Material provided:

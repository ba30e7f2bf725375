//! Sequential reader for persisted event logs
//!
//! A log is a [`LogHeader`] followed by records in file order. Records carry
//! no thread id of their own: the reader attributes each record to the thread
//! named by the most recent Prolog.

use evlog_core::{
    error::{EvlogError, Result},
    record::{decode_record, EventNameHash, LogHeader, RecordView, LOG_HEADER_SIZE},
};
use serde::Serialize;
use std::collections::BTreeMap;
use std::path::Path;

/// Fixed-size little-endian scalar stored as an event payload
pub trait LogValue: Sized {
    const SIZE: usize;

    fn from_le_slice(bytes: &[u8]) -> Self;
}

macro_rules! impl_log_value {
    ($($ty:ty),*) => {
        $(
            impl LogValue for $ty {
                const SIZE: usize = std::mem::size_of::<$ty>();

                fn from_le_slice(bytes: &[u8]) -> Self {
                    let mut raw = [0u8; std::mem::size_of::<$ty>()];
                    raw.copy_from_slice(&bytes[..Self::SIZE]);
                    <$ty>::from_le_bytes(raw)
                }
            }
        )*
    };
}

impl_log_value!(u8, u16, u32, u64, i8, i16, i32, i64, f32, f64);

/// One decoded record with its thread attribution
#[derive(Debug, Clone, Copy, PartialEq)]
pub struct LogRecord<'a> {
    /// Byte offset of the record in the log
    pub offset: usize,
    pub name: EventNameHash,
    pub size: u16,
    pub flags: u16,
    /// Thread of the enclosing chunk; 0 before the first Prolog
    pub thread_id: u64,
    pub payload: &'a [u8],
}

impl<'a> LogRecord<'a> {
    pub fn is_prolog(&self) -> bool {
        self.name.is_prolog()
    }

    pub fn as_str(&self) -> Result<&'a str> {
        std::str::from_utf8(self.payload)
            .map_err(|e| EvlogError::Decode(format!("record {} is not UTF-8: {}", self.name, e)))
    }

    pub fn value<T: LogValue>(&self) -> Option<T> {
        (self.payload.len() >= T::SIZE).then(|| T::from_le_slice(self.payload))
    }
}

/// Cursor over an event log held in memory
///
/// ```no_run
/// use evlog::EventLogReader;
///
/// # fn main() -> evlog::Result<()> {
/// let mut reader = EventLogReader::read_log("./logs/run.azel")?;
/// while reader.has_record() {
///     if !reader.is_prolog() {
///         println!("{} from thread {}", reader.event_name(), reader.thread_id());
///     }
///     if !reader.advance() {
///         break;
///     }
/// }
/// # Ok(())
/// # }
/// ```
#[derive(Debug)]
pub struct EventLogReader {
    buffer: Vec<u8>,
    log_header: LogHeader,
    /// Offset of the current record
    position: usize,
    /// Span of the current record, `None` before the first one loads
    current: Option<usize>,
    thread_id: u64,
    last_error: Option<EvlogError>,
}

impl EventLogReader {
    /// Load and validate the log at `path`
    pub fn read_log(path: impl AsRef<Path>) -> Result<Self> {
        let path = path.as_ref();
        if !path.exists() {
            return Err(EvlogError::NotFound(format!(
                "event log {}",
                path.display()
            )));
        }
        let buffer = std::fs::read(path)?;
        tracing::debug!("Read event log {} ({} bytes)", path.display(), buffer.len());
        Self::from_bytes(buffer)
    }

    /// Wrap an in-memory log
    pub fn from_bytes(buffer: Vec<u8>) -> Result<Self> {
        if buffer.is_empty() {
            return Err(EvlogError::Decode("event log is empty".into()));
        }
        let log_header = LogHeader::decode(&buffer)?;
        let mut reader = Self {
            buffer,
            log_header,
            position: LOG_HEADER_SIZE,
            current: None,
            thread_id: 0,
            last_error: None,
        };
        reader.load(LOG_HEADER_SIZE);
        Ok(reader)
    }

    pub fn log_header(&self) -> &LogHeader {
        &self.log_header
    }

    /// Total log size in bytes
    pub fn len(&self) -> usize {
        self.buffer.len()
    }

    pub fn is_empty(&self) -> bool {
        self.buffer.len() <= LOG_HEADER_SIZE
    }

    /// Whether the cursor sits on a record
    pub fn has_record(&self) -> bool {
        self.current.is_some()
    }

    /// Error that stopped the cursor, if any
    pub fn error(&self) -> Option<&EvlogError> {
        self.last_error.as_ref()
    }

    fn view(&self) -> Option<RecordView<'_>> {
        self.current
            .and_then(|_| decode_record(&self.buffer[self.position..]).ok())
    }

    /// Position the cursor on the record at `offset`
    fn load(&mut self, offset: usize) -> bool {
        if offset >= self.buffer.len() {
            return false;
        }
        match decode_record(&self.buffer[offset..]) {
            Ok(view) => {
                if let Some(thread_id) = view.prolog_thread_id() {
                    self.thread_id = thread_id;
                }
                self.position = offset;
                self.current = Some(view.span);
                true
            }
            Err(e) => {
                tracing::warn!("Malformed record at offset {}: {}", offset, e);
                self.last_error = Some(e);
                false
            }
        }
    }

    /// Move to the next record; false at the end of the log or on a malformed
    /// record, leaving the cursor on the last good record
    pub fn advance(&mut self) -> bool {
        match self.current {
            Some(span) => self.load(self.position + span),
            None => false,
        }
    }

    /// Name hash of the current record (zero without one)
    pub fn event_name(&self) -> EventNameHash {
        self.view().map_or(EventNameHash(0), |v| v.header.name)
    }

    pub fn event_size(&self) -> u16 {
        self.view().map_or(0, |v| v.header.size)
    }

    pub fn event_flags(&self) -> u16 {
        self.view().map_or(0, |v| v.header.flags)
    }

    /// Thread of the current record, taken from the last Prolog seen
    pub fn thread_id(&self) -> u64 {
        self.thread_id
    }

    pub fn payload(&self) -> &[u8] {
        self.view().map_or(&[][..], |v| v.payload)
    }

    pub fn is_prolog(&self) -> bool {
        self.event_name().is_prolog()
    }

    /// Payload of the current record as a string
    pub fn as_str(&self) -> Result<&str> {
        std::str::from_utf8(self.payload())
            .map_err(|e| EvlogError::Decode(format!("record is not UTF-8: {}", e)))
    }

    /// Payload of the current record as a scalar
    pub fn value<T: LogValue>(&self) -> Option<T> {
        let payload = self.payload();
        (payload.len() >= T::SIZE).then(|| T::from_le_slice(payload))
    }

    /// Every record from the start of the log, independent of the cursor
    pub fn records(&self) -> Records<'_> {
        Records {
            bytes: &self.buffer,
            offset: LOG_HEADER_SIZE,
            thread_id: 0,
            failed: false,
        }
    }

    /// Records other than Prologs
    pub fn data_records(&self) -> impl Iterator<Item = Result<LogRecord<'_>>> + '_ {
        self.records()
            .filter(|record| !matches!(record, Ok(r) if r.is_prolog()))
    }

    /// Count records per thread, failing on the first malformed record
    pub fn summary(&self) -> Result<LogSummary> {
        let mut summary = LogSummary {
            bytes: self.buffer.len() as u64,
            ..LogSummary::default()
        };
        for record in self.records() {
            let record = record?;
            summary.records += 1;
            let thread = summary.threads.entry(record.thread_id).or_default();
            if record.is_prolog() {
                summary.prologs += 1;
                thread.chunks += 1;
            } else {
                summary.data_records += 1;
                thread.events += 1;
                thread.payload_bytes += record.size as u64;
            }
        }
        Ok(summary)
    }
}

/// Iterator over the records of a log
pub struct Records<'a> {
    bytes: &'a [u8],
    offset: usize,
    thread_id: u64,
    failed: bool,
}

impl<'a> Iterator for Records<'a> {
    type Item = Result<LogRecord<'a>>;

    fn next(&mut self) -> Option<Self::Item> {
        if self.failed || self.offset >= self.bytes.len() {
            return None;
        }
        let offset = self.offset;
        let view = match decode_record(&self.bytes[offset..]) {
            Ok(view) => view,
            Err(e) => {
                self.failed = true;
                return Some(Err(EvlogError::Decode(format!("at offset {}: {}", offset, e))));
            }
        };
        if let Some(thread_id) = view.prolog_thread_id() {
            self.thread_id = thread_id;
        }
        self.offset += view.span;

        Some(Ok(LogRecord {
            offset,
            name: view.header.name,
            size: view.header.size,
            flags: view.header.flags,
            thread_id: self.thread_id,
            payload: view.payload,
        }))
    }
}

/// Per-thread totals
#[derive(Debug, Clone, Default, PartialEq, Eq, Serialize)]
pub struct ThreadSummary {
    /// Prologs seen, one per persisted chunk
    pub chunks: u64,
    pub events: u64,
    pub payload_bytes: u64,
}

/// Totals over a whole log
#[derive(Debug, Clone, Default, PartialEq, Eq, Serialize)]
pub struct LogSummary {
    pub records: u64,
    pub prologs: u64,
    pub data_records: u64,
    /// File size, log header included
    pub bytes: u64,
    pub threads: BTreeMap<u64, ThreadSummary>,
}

--

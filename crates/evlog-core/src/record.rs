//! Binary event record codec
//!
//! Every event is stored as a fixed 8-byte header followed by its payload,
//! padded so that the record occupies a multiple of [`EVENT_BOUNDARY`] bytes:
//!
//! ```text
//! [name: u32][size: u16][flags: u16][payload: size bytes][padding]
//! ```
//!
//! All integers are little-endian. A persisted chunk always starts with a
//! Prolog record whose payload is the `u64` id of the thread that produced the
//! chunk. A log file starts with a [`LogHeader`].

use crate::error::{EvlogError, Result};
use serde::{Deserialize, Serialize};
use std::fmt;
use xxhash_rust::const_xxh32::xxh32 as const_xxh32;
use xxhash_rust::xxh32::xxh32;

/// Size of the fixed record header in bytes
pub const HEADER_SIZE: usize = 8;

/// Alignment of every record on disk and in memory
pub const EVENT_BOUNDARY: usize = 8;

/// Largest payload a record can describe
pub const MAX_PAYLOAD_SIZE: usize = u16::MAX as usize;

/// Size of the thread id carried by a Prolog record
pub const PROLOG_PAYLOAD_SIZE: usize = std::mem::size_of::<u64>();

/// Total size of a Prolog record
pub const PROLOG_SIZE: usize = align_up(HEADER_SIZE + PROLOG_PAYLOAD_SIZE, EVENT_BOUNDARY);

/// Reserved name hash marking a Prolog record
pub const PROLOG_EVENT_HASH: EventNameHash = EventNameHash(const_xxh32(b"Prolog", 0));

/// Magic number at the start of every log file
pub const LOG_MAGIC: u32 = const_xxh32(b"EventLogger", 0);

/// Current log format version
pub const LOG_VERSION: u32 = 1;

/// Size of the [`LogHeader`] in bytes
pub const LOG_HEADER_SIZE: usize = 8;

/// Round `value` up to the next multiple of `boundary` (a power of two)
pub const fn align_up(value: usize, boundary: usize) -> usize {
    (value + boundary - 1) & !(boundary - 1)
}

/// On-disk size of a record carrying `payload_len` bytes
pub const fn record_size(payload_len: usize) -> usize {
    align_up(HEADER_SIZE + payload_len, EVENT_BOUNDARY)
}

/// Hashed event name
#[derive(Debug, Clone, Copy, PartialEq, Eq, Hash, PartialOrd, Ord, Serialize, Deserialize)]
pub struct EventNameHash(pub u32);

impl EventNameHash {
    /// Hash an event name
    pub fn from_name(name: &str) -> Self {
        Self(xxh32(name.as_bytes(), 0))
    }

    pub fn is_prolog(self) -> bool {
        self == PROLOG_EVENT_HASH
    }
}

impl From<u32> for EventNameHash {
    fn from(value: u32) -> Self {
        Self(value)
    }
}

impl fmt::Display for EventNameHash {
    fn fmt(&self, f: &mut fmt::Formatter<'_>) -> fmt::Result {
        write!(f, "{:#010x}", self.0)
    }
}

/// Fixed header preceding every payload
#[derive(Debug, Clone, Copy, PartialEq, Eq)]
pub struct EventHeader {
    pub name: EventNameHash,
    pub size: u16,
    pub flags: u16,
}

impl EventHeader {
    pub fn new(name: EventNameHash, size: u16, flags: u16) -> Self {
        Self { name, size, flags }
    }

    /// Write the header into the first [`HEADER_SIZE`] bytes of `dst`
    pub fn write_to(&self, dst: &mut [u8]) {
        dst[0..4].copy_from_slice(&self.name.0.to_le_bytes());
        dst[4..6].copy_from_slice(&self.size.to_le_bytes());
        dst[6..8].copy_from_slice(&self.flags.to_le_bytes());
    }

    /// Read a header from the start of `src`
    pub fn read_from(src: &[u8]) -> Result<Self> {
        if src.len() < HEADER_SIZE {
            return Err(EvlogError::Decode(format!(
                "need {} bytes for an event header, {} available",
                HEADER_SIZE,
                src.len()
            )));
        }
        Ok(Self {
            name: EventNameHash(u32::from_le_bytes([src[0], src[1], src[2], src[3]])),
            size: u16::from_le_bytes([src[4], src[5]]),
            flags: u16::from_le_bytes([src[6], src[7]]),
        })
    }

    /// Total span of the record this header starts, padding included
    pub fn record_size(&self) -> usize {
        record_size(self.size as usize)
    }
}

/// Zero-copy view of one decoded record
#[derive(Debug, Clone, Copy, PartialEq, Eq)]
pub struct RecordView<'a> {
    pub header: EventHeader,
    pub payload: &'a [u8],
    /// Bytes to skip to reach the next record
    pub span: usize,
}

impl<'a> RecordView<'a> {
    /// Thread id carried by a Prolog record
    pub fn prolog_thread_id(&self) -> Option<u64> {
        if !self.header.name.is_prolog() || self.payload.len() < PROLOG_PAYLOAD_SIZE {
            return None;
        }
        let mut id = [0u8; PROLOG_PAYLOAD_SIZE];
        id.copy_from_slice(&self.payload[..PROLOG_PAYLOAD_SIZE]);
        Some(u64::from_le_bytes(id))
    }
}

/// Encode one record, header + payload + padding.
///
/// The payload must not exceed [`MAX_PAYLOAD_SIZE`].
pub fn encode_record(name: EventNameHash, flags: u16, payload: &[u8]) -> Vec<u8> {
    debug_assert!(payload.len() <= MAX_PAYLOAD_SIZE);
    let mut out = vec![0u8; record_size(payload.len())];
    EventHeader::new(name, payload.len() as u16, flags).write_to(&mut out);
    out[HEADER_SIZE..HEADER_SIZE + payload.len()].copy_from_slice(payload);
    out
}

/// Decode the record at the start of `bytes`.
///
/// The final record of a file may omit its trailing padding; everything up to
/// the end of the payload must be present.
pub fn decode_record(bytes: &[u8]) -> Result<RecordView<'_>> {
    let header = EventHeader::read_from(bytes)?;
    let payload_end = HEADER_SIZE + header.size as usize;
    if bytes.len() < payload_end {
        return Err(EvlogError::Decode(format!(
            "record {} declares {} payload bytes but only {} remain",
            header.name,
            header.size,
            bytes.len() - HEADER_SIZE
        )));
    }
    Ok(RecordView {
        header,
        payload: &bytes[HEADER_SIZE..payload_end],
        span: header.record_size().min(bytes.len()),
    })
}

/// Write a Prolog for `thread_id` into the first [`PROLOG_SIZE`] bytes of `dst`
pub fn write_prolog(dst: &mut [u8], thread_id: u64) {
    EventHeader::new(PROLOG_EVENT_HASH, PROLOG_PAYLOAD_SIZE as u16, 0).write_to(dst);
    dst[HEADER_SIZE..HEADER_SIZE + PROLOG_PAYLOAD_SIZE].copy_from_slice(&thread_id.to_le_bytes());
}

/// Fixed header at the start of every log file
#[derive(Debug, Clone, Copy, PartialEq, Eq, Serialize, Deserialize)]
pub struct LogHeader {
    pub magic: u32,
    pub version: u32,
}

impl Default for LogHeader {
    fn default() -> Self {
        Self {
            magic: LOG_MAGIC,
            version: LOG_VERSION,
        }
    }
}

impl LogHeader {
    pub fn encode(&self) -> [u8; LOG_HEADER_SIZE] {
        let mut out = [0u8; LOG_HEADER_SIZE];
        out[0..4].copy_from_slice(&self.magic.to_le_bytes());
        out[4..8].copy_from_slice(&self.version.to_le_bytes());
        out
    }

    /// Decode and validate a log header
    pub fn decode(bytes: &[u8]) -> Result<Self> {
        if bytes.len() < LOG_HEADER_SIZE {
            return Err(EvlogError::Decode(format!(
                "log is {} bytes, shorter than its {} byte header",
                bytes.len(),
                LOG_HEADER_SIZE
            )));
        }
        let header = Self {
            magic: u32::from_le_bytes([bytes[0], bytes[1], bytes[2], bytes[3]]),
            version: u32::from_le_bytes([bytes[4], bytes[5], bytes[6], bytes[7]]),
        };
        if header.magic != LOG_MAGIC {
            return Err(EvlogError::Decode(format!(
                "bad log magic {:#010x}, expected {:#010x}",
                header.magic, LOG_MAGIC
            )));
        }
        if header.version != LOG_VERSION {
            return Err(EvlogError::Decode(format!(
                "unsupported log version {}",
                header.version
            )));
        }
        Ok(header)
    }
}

Task goal:
Return exactly the lines above from the line that has "repository ba30e7f2bf725375" through the line that has "raw.copy_from_slice(&bytes[..Self::SIZE]);", inclusive, and nothing else.

Your response:
repository ba30e7f2bf725375
//! Sequential reader for persisted event logs
//!
//! A log is a [`LogHeader`] followed by records in file order. Records carry
//! no thread id of their own: the reader attributes each record to the thread
//! named by the most recent Prolog.

use evlog_core::{
    error::{EvlogError, Result},
    record::{decode_record, EventNameHash, LogHeader, RecordView, LOG_HEADER_SIZE},
};
use serde::Serialize;
use std::collections::BTreeMap;
use std::path::Path;

/// Fixed-size little-endian scalar stored as an event payload
pub trait LogValue: Sized {
    const SIZE: usize;

    fn from_le_slice(bytes: &[u8]) -> Self;
}

macro_rules! impl_log_value {
    ($($ty:ty),*) => {
        $(
            impl LogValue for $ty {
                const SIZE: usize = std::mem::size_of::<$ty>();

                fn from_le_slice(bytes: &[u8]) -> Self {
                    let mut raw = [0u8; std::mem::size_of::<$ty>()];
                    raw.copy_from_slice(&bytes[..Self::SIZE]);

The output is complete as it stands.